How to Prepare for Student Loan Repayment

Dec 05, 2023 | By: Ascent
Categories: Blog, For College Students, For Parents and Cosigners

How to prepare for student loan payments starting again?

The temporary pause on federal school loan payments gave a financial breather to millions of Americans who were feeling overwhelmed during the COVID-19 pandemic. The pause on student loan payments allowed families to focus on other financial priorities, such as building an emergency fund or enjoying a period of reduced financial stress. However, the resumption of student loan payments is here, which means now is the time to shift gears and prepare for what’s next. 

Whether you’re a recent graduate or a long-time borrower, understanding the timeline for repayment, your loan details, and the various repayment options is crucial to your financial well-being.
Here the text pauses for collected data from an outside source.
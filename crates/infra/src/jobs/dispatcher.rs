//! Admission of new jobs: queue lookup, payload validation, enqueue.

use std::sync::Arc;

use serde_json::Value as JsonValue;
use thiserror::Error;
use tracing::{debug, info, instrument};

use super::broker::{BrokerError, EnqueueOutcome, JobBroker};
use super::registry::{PayloadError, Queue};
use super::types::{DispatchOptions, Job, JobId};

/// Highest accepted explicit priority.
pub const MAX_PRIORITY: u32 = 1_000;

#[derive(Debug, Error)]
pub enum DispatchError {
    #[error("unknown queue '{name}'; valid queues: {}", .valid.join(", "))]
    UnknownQueue {
        name: String,
        valid: Vec<&'static str>,
    },

    #[error(transparent)]
    Validation(#[from] PayloadError),

    #[error("invalid dispatch options: {0}")]
    InvalidOptions(String),

    #[error(transparent)]
    Broker(#[from] BrokerError),
}

/// Where a dispatched job landed.
#[derive(Debug, Clone, PartialEq, Eq, serde::Serialize)]
#[serde(rename_all = "camelCase")]
pub struct DispatchReceipt {
    pub job_id: JobId,
    pub queue: Queue,
}

/// Validates and enqueues jobs.
#[derive(Clone)]
pub struct JobDispatcher {
    broker: Arc<dyn JobBroker>,
}

impl JobDispatcher {
    pub fn new(broker: Arc<dyn JobBroker>) -> Self {
        Self { broker }
    }

    pub fn broker(&self) -> &Arc<dyn JobBroker> {
        &self.broker
    }

    /// Dispatch by queue name.
    ///
    /// Unknown names and invalid payloads fail before anything is enqueued.
    /// Broker errors are returned as they are.
    pub async fn dispatch(
        &self,
        queue_name: &str,
        payload: JsonValue,
        options: DispatchOptions,
    ) -> Result<DispatchReceipt, DispatchError> {
        let queue = queue_name
            .parse::<Queue>()
            .map_err(|_| DispatchError::UnknownQueue {
                name: queue_name.to_string(),
                valid: Queue::names(),
            })?;
        self.dispatch_to(queue, payload, options).await
    }

    #[instrument(skip(self, payload, options), fields(queue = %queue), err)]
    pub async fn dispatch_to(
        &self,
        queue: Queue,
        payload: JsonValue,
        options: DispatchOptions,
    ) -> Result<DispatchReceipt, DispatchError> {
        queue.validate(&payload)?;

        let job_id = match options.job_id {
            Some(id) if id.trim().is_empty() => {
                return Err(DispatchError::InvalidOptions("job id must not be empty".into()));
            }
            Some(id) => JobId::from(id),
            None => JobId::generate(queue),
        };
        let priority = match options.priority {
            Some(p) if p > MAX_PRIORITY => {
                return Err(DispatchError::InvalidOptions(format!(
                    "priority {p} exceeds {MAX_PRIORITY}"
                )));
            }
            Some(p) => p,
            None => queue.config().priority,
        };

        let mut job = Job::new(job_id, queue, payload, priority);
        if let Some(delay) = options.delay {
            job = job.delayed(delay).ok_or_else(|| {
                DispatchError::InvalidOptions(format!("delay of {}s is out of range", delay.as_secs()))
            })?;
        }

        match self.broker.enqueue(job).await? {
            EnqueueOutcome::Created(job_id) => {
                info!(queue = %queue, job_id = %job_id, priority, "job dispatched");
                Ok(DispatchReceipt { job_id, queue })
            }
            EnqueueOutcome::Duplicate(job_id) => {
                debug!(queue = %queue, job_id = %job_id, "job id already queued; not enqueued again");
                Ok(DispatchReceipt { job_id, queue })
            }
        }
    }
}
This guide will walk you through key dates, actionable steps, and important considerations to keep in mind as you prepare for the next phase of your financial journey. 

When will student loan payments restart?

Federal student loans began accruing interest again on September 1, 2023, and resumed in October 2023. Taking proactive measures for planning and budgeting is essential to ensure you can pick up your payments where they left off before the COVID-19 pandemic.  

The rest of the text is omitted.